A data format designed to represent complex OCaml values. The format is designed for 0-copy parsing (or, not much copy anyway) and reasonable compactness.
The encoding relies on a first byte to disambiguate between values. The first byte is a bitfield [kind:4 low:4] where:
- [kind] is the kind of value (int, float, etc.)
- [low] is a small integer value whose meaning depends on the kind. It can be a small integer, or a length, or a special value, or a constructor index. In case the value needs an integer argument [n] (length, actual integer, element count, etc.), this integer argument is encoded in [low], but if [n>=15] then [low = 15] and [n-15] is encoded as LEB128 immediately after the first byte.
kinds:
- 0: special. n=0: false n=1: true n=2: nil Other values of [n] are reserved.
- 1: positive int, value is [n].
- 2: negative int, value is [-n-1]
- 3: float. if [n=0] then it's a float32, 4 bytes follow (little-endian); if [n=1] then it's a float64, 8 bytes follow (little-endian). Other values of [n] are reserved.
- 4: string, length in bytes is [n]. [n] bytes follow.
- 5: binary blob, length in bytes is [n]. [n] bytes follow.
- 6: array, number of elements is [n]. Immediate elements follow.
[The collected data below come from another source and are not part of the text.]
//! HKDF-SHA512 key derivation for pair-setup.

use companion_core::error::CryptoError;

use hkdf::Hkdf;
use sha2::Sha512;

/// Derive a 32-byte key using HKDF-SHA512.
pub fn derive_key_32(ikm: &[u8], salt: &[u8], info: &[u8]) -> Result<[u8; 32], CryptoError> {
    let hk = Hkdf::<Sha512>::new(Some(salt), ikm);
    let mut okm = [0u8; 32];
    hk.expand(info, &mut okm)
        .map_err(|_| CryptoError::KeyDerivation("HKDF expand failed".to_string()))?;
    Ok(okm)
}

/// Well-known salt and info strings for pair-setup.
pub mod constants {
    pub const PAIR_SETUP_ENCRYPT_SALT: &[u8] = b"Pair-Setup-Encrypt-Salt";
    pub const PAIR_SETUP_ENCRYPT_INFO: &[u8] = b"Pair-Setup-Encrypt-Info";

    pub const CONTROLLER_SIGN_SALT: &[u8] = b"Pair-Setup-Controller-Sign-Salt";
    pub const CONTROLLER_SIGN_INFO: &[u8] = b"Pair-Setup-Controller-Sign-Info";

    pub const ACCESSORY_SIGN_SALT: &[u8] = b"Pair-Setup-Accessory-Sign-Salt";
    pub const ACCESSORY_SIGN_INFO: &[u8] = b"Pair-Setup-Accessory-Sign-Info";
}

/// Key protecting the M5/M6 encrypted data.
pub fn derive_pair_setup_key(shared_secret: &[u8]) -> Result<[u8; 32], CryptoError> {
    derive_key_32(
        shared_secret,
        constants::PAIR_SETUP_ENCRYPT_SALT,
        constants::PAIR_SETUP_ENCRYPT_INFO,
    )
}

/// Material the controller signs along with its identity.
pub fn derive_controller_sign_key(shared_secret: &[u8]) -> Result<[u8; 32], CryptoError> {
    derive_key_32(
        shared_secret,
        constants::CONTROLLER_SIGN_SALT,
        constants::CONTROLLER_SIGN_INFO,
    )
}

/// Material the device signs along with its identity.
pub fn derive_accessory_sign_key(shared_secret: &[u8]) -> Result<[u8; 32], CryptoError> {
    derive_key_32(
        shared_secret,
        constants::ACCESSORY_SIGN_SALT,
        constants::ACCESSORY_SIGN_INFO,
    )
}
//! Ed25519 long-term identity used to register the controller.

use companion_core::error::CryptoError;
use ed25519_dalek::{Signature, Signer, SigningKey, Verifier, VerifyingKey};
use rand::rngs::OsRng;
use zeroize::ZeroizeOnDrop;

/// Long-term Ed25519 identity key pair (LTPK/LTSK).
#[derive(Clone, ZeroizeOnDrop)]
pub struct IdentityKeyPair {
    #[zeroize(skip)]
    public: [u8; 32],
    secret: [u8; 32], // Ed25519 seed (32 bytes, not expanded)
}

impl IdentityKeyPair {
    /// Generate a new random identity key pair.
    pub fn generate() -> Self {
        let signing_key = SigningKey::generate(&mut OsRng);
        Self::from_seed(&signing_key.to_bytes())
    }

    /// Create from seed bytes (32 bytes).
    pub fn from_seed(seed: &[u8; 32]) -> Self {
        let signing_key = SigningKey::from_bytes(seed);
        Self {
            public: signing_key.verifying_key().to_bytes(),
            secret: *seed,
        }
    }

    /// Get the public key (32 bytes).
    pub fn public_key(&self) -> [u8; 32] {
        self.public
    }

    /// Sign a message, returning 64-byte signature.
    pub fn sign(&self, message: &[u8]) -> [u8; 64] {
        SigningKey::from_bytes(&self.secret).sign(message).to_bytes()
    }

    /// Export the seed (32 bytes).
    pub fn seed(&self) -> [u8; 32] {
        self.secret
    }

    /// Pairing identifier in UUID layout, derived from the public key.
    pub fn pairing_id(&self) -> String {
        let pk = &self.public;
        format!(
            "{}-{}-{}-{}-{}",
            hex::encode_upper(&pk[0..4]),
            hex::encode_upper(&pk[4..6]),
            hex::encode_upper(&pk[6..8]),
            hex::encode_upper(&pk[8..10]),
            hex::encode_upper(&pk[10..16]),
        )
    }
}

/// Verify an Ed25519 signature given raw key and signature bytes.
pub fn verify(public_key: &[u8], message: &[u8], signature: &[u8]) -> Result<(), CryptoError> {
    let public_key: [u8; 32] =
        public_key
            .try_into()
            .map_err(|_| CryptoError::InvalidKeyLength {
                expected: 32,
                actual: public_key.len(),
            })?;
    let signature: [u8; 64] = signature
        .try_into()
        .map_err(|_| CryptoError::SignatureInvalid)?;

    let verifying_key = VerifyingKey::from_bytes(&public_key)
        .map_err(|e| CryptoError::Encryption(format!("Invalid public key: {}", e)))?;

    verifying_key
        .verify(message, &Signature::from_bytes(&signature))
        .map_err(|_| CryptoError::SignatureInvalid)
}
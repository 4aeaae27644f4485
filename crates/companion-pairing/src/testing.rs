//! Test doubles shared by the procedure and session tests.

use std::collections::VecDeque;

use async_trait::async_trait;
use companion_core::error::{Error, Result};
use companion_crypto::{Tlv8, TlvType};
use companion_protocol::{
    frame::{PASSWORD_TYPE_KEY, PASSWORD_TYPE_PIN},
    CompanionTransport, Frame, FrameType,
};

/// Transport that replays canned reads and records everything sent.
#[derive(Default)]
pub(crate) struct ScriptedTransport {
    reads: VecDeque<Result<Vec<u8>>>,
    pub sent: Vec<Vec<u8>>,
    pub connects: usize,
    pub closes: usize,
    connected: bool,
}

impl ScriptedTransport {
    pub fn new() -> Self {
        Self::default()
    }

    /// Queue bytes for a later `read`.
    pub fn then_read(mut self, bytes: Vec<u8>) -> Self {
        self.reads.push_back(Ok(bytes));
        self
    }

    pub fn then_fail(mut self, error: Error) -> Self {
        self.reads.push_back(Err(error));
        self
    }

    /// Decode the `index`th frame that was sent.
    pub fn sent_frame(&self, index: usize) -> Frame {
        companion_protocol::decode_frame(&self.sent[index]).unwrap().0
    }
}

#[async_trait]
impl CompanionTransport for ScriptedTransport {
    async fn connect(&mut self) -> Result<()> {
        self.connects += 1;
        self.connected = true;
        Ok(())
    }

    fn send(&mut self, data: &[u8]) -> Result<()> {
        self.sent.push(data.to_vec());
        Ok(())
    }

    async fn read(&mut self) -> Result<Vec<u8>> {
        // Running dry behaves like a silent device.
        self.reads.pop_front().unwrap_or(Err(Error::Timeout))
    }

    fn close(&mut self) {
        self.closes += 1;
        self.connected = false;
    }

    fn is_connected(&self) -> bool {
        self.connected
    }
}

/// Encoded device response carrying `tlv`.
pub(crate) fn device_frame(tlv: Tlv8) -> Vec<u8> {
    Frame::new(FrameType::PsNext)
        .with_pairing_data(tlv)
        .encode()
        .unwrap()
}

/// Device answer to PS_Start.
pub(crate) fn salt_response() -> Vec<u8> {
    device_frame(
        Tlv8::new()
            .with(TlvType::State, vec![0x02])
            .with(TlvType::Salt, vec![0u8; 16])
            .with(TlvType::PublicKey, vec![0x01; 384]),
    )
}

pub(crate) fn proof_response(proof: Vec<u8>) -> Vec<u8> {
    device_frame(
        Tlv8::new()
            .with(TlvType::State, vec![0x04])
            .with(TlvType::Proof, proof),
    )
}

pub(crate) fn encrypted_response(data: Vec<u8>) -> Vec<u8> {
    device_frame(
        Tlv8::new()
            .with(TlvType::State, vec![0x06])
            .with(TlvType::EncryptedData, data),
    )
}

/// Whether a sent frame announced PIN authentication.
pub(crate) fn announces_pin(frame: &Frame) -> bool {
    frame
        .field(PASSWORD_TYPE_KEY)
        .and_then(|v| v.as_int())
        == Some(PASSWORD_TYPE_PIN)
}
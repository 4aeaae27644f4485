//! Traits for Companion transport abstraction.

use async_trait::async_trait;
use companion_core::error::Result;

/// Byte-stream transport to a Companion device.
///
/// `send` only queues data for writing; delivery failures surface on a later
/// `read`.
#[async_trait]
#[cfg_attr(test, mockall::automock)]
pub trait CompanionTransport: Send {
    /// Open the connection.
    async fn connect(&mut self) -> Result<()>;

    /// Queue bytes for sending.
    fn send(&mut self, data: &[u8]) -> Result<()>;

    /// Wait for inbound bytes and return everything received so far.
    async fn read(&mut self) -> Result<Vec<u8>>;

    /// Release the connection. Safe to call more than once.
    fn close(&mut self);

    fn is_connected(&self) -> bool;
}
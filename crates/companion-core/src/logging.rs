//! Binary-safe log output.

/// Bytes rendered per field before truncating.
pub const MAX_LOG_BYTES: usize = 128;

/// Log binary fields as hex at DEBUG level.
///
/// Formatting only happens when DEBUG is enabled for the current span, so
/// callers can pass large buffers without cost.
pub fn log_binary(message: &str, fields: &[(&str, &[u8])]) {
    if !tracing::enabled!(tracing::Level::DEBUG) {
        return;
    }

    let rendered = fields
        .iter()
        .map(|(label, data)| format!("{}={}", label, hex_preview(data, MAX_LOG_BYTES)))
        .collect::<Vec<_>>()
        .join(", ");
    tracing::debug!("{} ({})", message, rendered);
}

/// Hex-encode at most `limit` bytes, noting the full length when cut.
pub fn hex_preview(data: &[u8], limit: usize) -> String {
    if data.len() <= limit {
        hex::encode(data)
    } else {
        format!("{}...({} bytes)", hex::encode(&data[..limit]), data.len())
    }
}
//! User-facing pairing session.
//!
//! A session wraps one [`PairingProcedure`] behind the call order a pairing
//! UI follows: `begin()` makes the device display a PIN, `pin()` records what
//! the user typed, `finish()` completes the exchange.
//!
//! # Example
//!
//! ```no_run
//! # async fn run() -> Result<(), companion_pairing::PairingError> {
//! use companion_pairing::{PairingConfig, PairingSession};
//!
//! let mut session = PairingSession::new(&PairingConfig::new("192.168.1.20", 49153));
//! session.begin().await?;
//! session.pin(1234)?;
//! session.finish().await?;
//! println!("{}", session.credentials().unwrap_or_default());
//! session.close();
//! # Ok(())
//! # }
//! ```

use std::fmt::Display;

use companion_core::error::{Error, PairingError};
use companion_protocol::{CompanionTransport, TcpTransport};
use tracing::{debug, info};

use crate::config::PairingConfig;
use crate::procedure::{PairingProcedure, PairingState};
use crate::srp_handler::SrpAuthHandler;
use crate::traits::SrpEngine;

/// Number of digits in a Companion PIN.
pub const PIN_LENGTH: usize = 4;

/// High-level pairing session.
pub struct PairingSession<T = TcpTransport, E = SrpAuthHandler> {
    procedure: PairingProcedure<T, E>,
    pin: Option<String>,
    credentials: Option<String>,
    has_paired: bool,
}

impl PairingSession<TcpTransport, SrpAuthHandler> {
    /// Session over TCP to the configured device. Nothing is opened until
    /// [`begin`](Self::begin).
    pub fn new(config: &PairingConfig) -> Self {
        let span = tracing::info_span!("pairing", host = %config.host(), port = config.port());
        let procedure =
            PairingProcedure::with_span(config.transport(), SrpAuthHandler::new(), span);
        Self::from_procedure(procedure)
    }
}

impl<T: CompanionTransport, E: SrpEngine> PairingSession<T, E> {
    /// Session over any transport and engine.
    pub fn with_parts(transport: T, engine: E) -> Self {
        Self::from_procedure(PairingProcedure::new(transport, engine))
    }

    fn from_procedure(procedure: PairingProcedure<T, E>) -> Self {
        Self {
            procedure,
            pin: None,
            credentials: None,
            has_paired: false,
        }
    }

    /// Start pairing; the device displays a PIN on success.
    pub async fn begin(&mut self) -> Result<(), PairingError> {
        self.procedure.start().await?;
        info!("Device is displaying a PIN");
        Ok(())
    }

    /// Record the PIN. Shorter values are zero-padded to four digits.
    pub fn pin(&mut self, pin: impl Display) -> Result<(), PairingError> {
        self.pin = Some(normalize_pin(pin)?);
        debug!("PIN recorded");
        Ok(())
    }

    /// Complete pairing with the recorded PIN.
    pub async fn finish(&mut self) -> Result<(), PairingError> {
        let pin = self
            .pin
            .as_deref()
            .ok_or_else(|| PairingError::precondition("no pin given"))?;

        let credentials = self.procedure.finish(pin).await?;
        self.credentials = Some(credentials.to_string());
        self.has_paired = true;
        info!("Pairing complete");
        Ok(())
    }

    /// Whether a pairing has completed on this session.
    pub fn has_paired(&self) -> bool {
        self.has_paired
    }

    /// Credential string from the last successful pairing.
    pub fn credentials(&self) -> Option<&str> {
        self.credentials.as_deref()
    }

    /// The PIN is always shown on the device and entered here.
    pub fn device_provides_pin(&self) -> bool {
        true
    }

    pub fn state(&self) -> PairingState {
        self.procedure.state()
    }

    /// Underlying procedure, for diagnostics after a failure.
    pub fn procedure(&self) -> &PairingProcedure<T, E> {
        &self.procedure
    }

    /// Release the connection.
    pub fn close(&mut self) {
        self.procedure.close();
    }
}

fn normalize_pin(pin: impl Display) -> Result<String, Error> {
    let raw = pin.to_string();
    if raw.is_empty() || !raw.chars().all(|c| c.is_ascii_digit()) {
        return Err(Error::Precondition(format!(
            "PIN must be digits only, got {:?}",
            raw
        )));
    }
    if raw.len() > PIN_LENGTH {
        return Err(Error::Precondition(format!(
            "PIN must be at most {} digits, got {}",
            PIN_LENGTH,
            raw.len()
        )));
    }
    Ok(format!("{:0>width$}", raw, width = PIN_LENGTH))
}
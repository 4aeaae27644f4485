//! companion-pair - pair with an Apple TV style device over the Companion protocol.

use anyhow::{bail, Context, Result};
use companion_pairing::{PairingConfig, PairingSession};
use tokio::io::{AsyncBufReadExt, AsyncWriteExt, BufReader};
use tracing::info;
use tracing_subscriber::EnvFilter;

/// Command-line arguments
struct Args {
    host: String,
    port: u16,
    /// Enable debug logging
    debug: bool,
}

fn parse_args() -> Result<Args> {
    let mut positional = Vec::new();
    let mut debug = false;

    for arg in std::env::args().skip(1) {
        match arg.as_str() {
            "--debug" | "-d" => debug = true,
            "--help" | "-h" => {
                print_help();
                std::process::exit(0);
            }
            _ if arg.starts_with('-') => {
                eprintln!("Unknown argument: {}", arg);
                print_help();
                std::process::exit(1);
            }
            _ => positional.push(arg),
        }
    }

    let [host, port] = <[String; 2]>::try_from(positional).map_err(|_| {
        print_help();
        anyhow::anyhow!("expected <host> and <port>")
    })?;
    let port = port
        .parse()
        .with_context(|| format!("invalid port {:?}", port))?;

    Ok(Args { host, port, debug })
}

fn print_help() {
    println!("companion-pair - pair with a device using the PIN it displays");
    println!();
    println!("Usage: companion-pair <HOST> <PORT> [OPTIONS]");
    println!();
    println!("Options:");
    println!("  -d, --debug  Enable debug logging (frame and key dumps)");
    println!("  -h, --help   Show this help message");
    println!();
    println!("Timeouts can be overridden with COMPANION_READ_TIMEOUT_MS and");
    println!("COMPANION_CONNECT_TIMEOUT_MS. RUST_LOG takes precedence over --debug.");
}

fn setup_logging(args: &Args) {
    let default = if args.debug { "debug" } else { "info" };
    let filter = EnvFilter::try_from_default_env().unwrap_or_else(|_| EnvFilter::new(default));

    tracing_subscriber::fmt()
        .with_env_filter(filter)
        .with_target(args.debug)
        .with_writer(std::io::stderr)
        .init();
}

async fn read_pin() -> Result<String> {
    let mut stdout = tokio::io::stdout();
    stdout.write_all(b"Enter PIN shown on device: ").await?;
    stdout.flush().await?;

    let mut line = String::new();
    let read = BufReader::new(tokio::io::stdin())
        .read_line(&mut line)
        .await?;
    if read == 0 {
        bail!("no PIN entered");
    }
    Ok(line.trim().to_string())
}

async fn pair(session: &mut PairingSession) -> Result<String> {
    session.begin().await.context("could not start pairing")?;

    let pin = read_pin().await?;
    session.pin(&pin)?;
    session.finish().await.context("pairing failed")?;

    session
        .credentials()
        .map(str::to_string)
        .context("pairing finished without credentials")
}

#[tokio::main]
async fn main() -> Result<()> {
    let args = parse_args()?;
    setup_logging(&args);

    let config = PairingConfig::from_env_or(args.host.as_str(), args.port);
    info!(host = %config.host(), port = config.port(), "Pairing with device");

    let mut session = PairingSession::new(&config);
    let result = pair(&mut session).await;
    session.close();

    match result {
        Ok(credentials) => {
            println!("{}", credentials);
            Ok(())
        }
        Err(e) => {
            eprintln!("Error: {:#}", e);
            std::process::exit(1);
        }
    }
}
- 7: dict, number of key/value pairs is [n]. [2*n] immediate elements follow.
- 8: tag, the tag number is [n]. A single immediate element follows.
- 9: reserved
- 10: cstor0, constructor index is [n]
- 11: cstor1, constructor index is [n], a single immediate argument follows
- 12: cstorN, constructor index is [n], length as LEB128 follows (probably just one byte), then immediate arguments follow
- 13, 14: reserved (possible extension: 14: pointer with metadata? [n] is relative offset, [n2:LEB128] is pointer to metadata)
- 15: pointer, relative offset to the pointed value is [n]. If we're at offset [i], then the pointer points to [i-n-1].
The toplevel value is written last, and to find it, a valid Twine blob must end with a byte [n:u8] that indicates where this last value starts. If the last byte [n] is at address [off], then the actual last value starts at [off-n-1]. If the last value is too big, it's turned into a pointer and that's what that last byte targets.
An immediate element is, basically, a non-recursive case that is easy to {b skip} over to get to the next element. It includes booleans, integers, floats, strings, pointers, but not arrays or dictionaries (which must be encoded somewhere else and referred to by a pointer).